Next week is Catholic Schools Week.  I love Catholic Schools Week and all the fun and events that go along with it!  What I don’t love, though, is putting together bulletin boards to display student work for our Open House on Sunday.

I know many teachers really get into decorating their classrooms and putting up fun bulletin boards.  I am not one of those teachers.  I love to teach and plan meaningful lessons, but coming up with bulletin board ideas is soo not my cup of tea!  I don’t do a lot of artsy projects in my math classes so I find it challenging to come up with student work samples to display.

I have been working on percents with my 7th graders for the past couple of weeks, so I decided to turn my absolute favorite aspect of math (problem solving) into a bulletin board idea.  I had the students write their own, original percent word problems that related to something in their lives in class on Friday.  They had to type the problems for homework, title them, and add pictures that related to the problems.  I had them solve the problems, as well, showing all of their work.

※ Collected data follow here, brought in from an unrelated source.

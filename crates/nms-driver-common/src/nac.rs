//! Network access control session records.
//!
//! Vendors report authentication results with their own enumerations. Drivers
//! translate them into the platform's canonical status names defined here;
//! anything a driver does not recognise is carried through untouched.

use serde::{Deserialize, Serialize};
use std::collections::HashMap;
use std::fmt;

use nms_types::DeviceId;

/// Sentinel used for optional session attributes the agent did not report.
pub const UNKNOWN: &str = "unknown";

/// Canonical authentication (authc) state.
#[derive(Debug, Clone, PartialEq, Eq, Hash, Serialize, Deserialize)]
#[serde(from = "String", into = "String")]
pub enum AuthcStatus {
    Success,
    Failed,
    Other(String),
}

impl AuthcStatus {
    pub fn as_str(&self) -> &str {
        match self {
            AuthcStatus::Success => "authcSuccess",
            AuthcStatus::Failed => "authcFailed",
            AuthcStatus::Other(s) => s,
        }
    }
}

impl From<String> for AuthcStatus {
    fn from(s: String) -> Self {
        match s.as_str() {
            "authcSuccess" => AuthcStatus::Success,
            "authcFailed" => AuthcStatus::Failed,
            _ => AuthcStatus::Other(s),
        }
    }
}

impl From<AuthcStatus> for String {
    fn from(status: AuthcStatus) -> String {
        status.as_str().to_string()
    }
}

impl fmt::Display for AuthcStatus {
    fn fmt(&self, f: &mut fmt::Formatter<'_>) -> fmt::Result {
        f.write_str(self.as_str())
    }
}

/// Canonical authorization (authz) state.
#[derive(Debug, Clone, PartialEq, Eq, Hash, Serialize, Deserialize)]
#[serde(from = "String", into = "String")]
pub enum AuthzStatus {
    Success,
    Failed,
    Other(String),
}

impl AuthzStatus {
    pub fn as_str(&self) -> &str {
        match self {
            AuthzStatus::Success => "authorizationSuccess",
            AuthzStatus::Failed => "authorizationFailed",
            AuthzStatus::Other(s) => s,
        }
    }
}

impl From<String> for AuthzStatus {
    fn from(s: String) -> Self {
        match s.as_str() {
            "authorizationSuccess" => AuthzStatus::Success,
            "authorizationFailed" => AuthzStatus::Failed,
            _ => AuthzStatus::Other(s),
        }
    }
}

impl From<AuthzStatus> for String {
    fn from(status: AuthzStatus) -> String {
        status.as_str().to_string()
    }
}

impl fmt::Display for AuthzStatus {
    fn fmt(&self, f: &mut fmt::Formatter<'_>) -> fmt::Result {
        f.write_str(self.as_str())
    }
}

/// One authenticated or authenticating client on a device port.
#[derive(Debug, Clone, PartialEq, Eq, Serialize, Deserialize)]
pub struct PortNac {
    pub device_id: DeviceId,
    /// Platform port id; 0 when the interface could not be resolved.
    pub port_id: u64,
    pub mac_address: String,
    /// Session index from the agent's table, stable per device.
    pub auth_id: String,
    pub domain: String,
    pub username: String,
    pub ip_address: String,
    pub host_mode: String,
    pub authz_status: AuthzStatus,
    pub authz_by: String,
    pub timeout: u64,
    pub vlan: String,
    pub authc_status: AuthcStatus,
    pub method: String,
    pub time_elapsed: u64,
}

impl PortNac {
    /// False when the port cache could not map the session's interface.
    pub fn is_port_resolved(&self) -> bool {
        self.port_id != 0
    }
}

/// Sessions of one poll keyed by client MAC address, in table order.
///
/// Inserting a MAC that is already present replaces the earlier session in
/// place, so the collection holds exactly one session per address and the
/// last row processed wins.
#[derive(Debug, Clone, Default, PartialEq, Eq)]
pub struct NacSessions {
    sessions: Vec<PortNac>,
    by_mac: HashMap<String, usize>,
}

impl NacSessions {
    pub fn new() -> Self {
        Self::default()
    }

    /// Inserts a session, returning the one it replaced, if any.
    pub fn insert(&mut self, session: PortNac) -> Option<PortNac> {
        match self.by_mac.get(&session.mac_address) {
            Some(&pos) => Some(std::mem::replace(&mut self.sessions[pos], session)),
            None => {
                self.by_mac
                    .insert(session.mac_address.clone(), self.sessions.len());
                self.sessions.push(session);
                None
            }
        }
    }

    pub fn get(&self, mac_address: &str) -> Option<&PortNac> {
        self.by_mac.get(mac_address).map(|&pos| &self.sessions[pos])
    }

    pub fn len(&self) -> usize {
        self.sessions.len()
    }

    pub fn is_empty(&self) -> bool {
        self.sessions.is_empty()
    }

    pub fn iter(&self) -> impl Iterator<Item = &PortNac> {
        self.sessions.iter()
    }

    pub fn mac_addresses(&self) -> impl Iterator<Item = &str> {
        self.sessions.iter().map(|s| s.mac_address.as_str())
    }
}

impl IntoIterator for NacSessions {
    type Item = PortNac;
    type IntoIter = std::vec::IntoIter<PortNac>;

    fn into_iter(self) -> Self::IntoIter {
        self.sessions.into_iter()
    }
}

impl Serialize for NacSessions {
    fn serialize<S: serde::Serializer>(&self, serializer: S) -> Result<S::Ok, S::Error> {
        self.sessions.serialize(serializer)
    }
}

#[cfg(test)]
mod tests {
    use super::*;
    use pretty_assertions::assert_eq;

    fn session(mac: &str, auth_id: &str) -> PortNac {
        PortNac {
            device_id: DeviceId::new(1),
            port_id: 10,
            mac_address: mac.to_string(),
            auth_id: auth_id.to_string(),
            domain: String::new(),
            username: String::new(),
            ip_address: String::new(),
            host_mode: String::new(),
            authz_status: AuthzStatus::Success,
            authz_by: UNKNOWN.to_string(),
            timeout: 0,
            vlan: UNKNOWN.to_string(),
            authc_status: AuthcStatus::Success,
            method: String::new(),
            time_elapsed: 0,
        }
    }

    #[test]
    fn test_canonical_names() {
        assert_eq!(AuthcStatus::Success.as_str(), "authcSuccess");
        assert_eq!(AuthcStatus::Failed.as_str(), "authcFailed");
        assert_eq!(AuthzStatus::Success.as_str(), "authorizationSuccess");
        assert_eq!(AuthzStatus::Failed.as_str(), "authorizationFailed");
        assert_eq!(AuthcStatus::Other("pending".into()).as_str(), "pending");
    }

    #[test]
    fn test_status_string_round_trip() {
        assert_eq!(AuthcStatus::from("authcFailed".to_string()), AuthcStatus::Failed);
        assert_eq!(
            AuthzStatus::from("held".to_string()),
            AuthzStatus::Other("held".to_string())
        );
    }

    #[test]
    fn test_sessions_last_write_wins_in_place() {
        let mut sessions = NacSessions::new();
        assert!(sessions.insert(session("00:11:22:33:44:55", "1")).is_none());
        assert!(sessions.insert(session("00:11:22:33:44:66", "2")).is_none());
        let replaced = sessions.insert(session("00:11:22:33:44:55", "3"));

        assert_eq!(replaced.map(|s| s.auth_id), Some("1".to_string()));
        assert_eq!(sessions.len(), 2);
        assert_eq!(sessions.get("00:11:22:33:44:55").unwrap().auth_id, "3");
        assert_eq!(
            sessions.mac_addresses().collect::<Vec<_>>(),
            vec!["00:11:22:33:44:55", "00:11:22:33:44:66"]
        );
    }

    #[test]
    fn test_port_resolved() {
        let mut s = session("00:11:22:33:44:55", "1");
        assert!(s.is_port_resolved());
        s.port_id = 0;
        assert!(!s.is_port_resolved());
    }

    #[test]
    fn test_serialize_flat_record() {
        let json = serde_json::to_value(session("00:11:22:33:44:55", "7")).unwrap();
        assert_eq!(json["authc_status"], "authcSuccess");
        assert_eq!(json["authz_status"], "authorizationSuccess");
        assert_eq!(json["vlan"], "unknown");
        assert_eq!(json["device_id"], 1);
    }
}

I got a great variety of problems from the students and they were very creative with them!  A couple of examples of the types of word problems I got were:

  • From a girl who just got a new dog –  Which is the better buy: a puppy that costs $399, but is on sale for 15% off or a puppy that costs $335 plus 7% sales tax?
  • From a boy who plays baseball – If I get a hit 24% of the time I go up to bat, how many hits would you expect me to get if I went up to bat 80 times?

They came out really cute with the pictures, too.  I haven’t gotten around to hanging them up yet, but it’s on my to-do list for tomorrow.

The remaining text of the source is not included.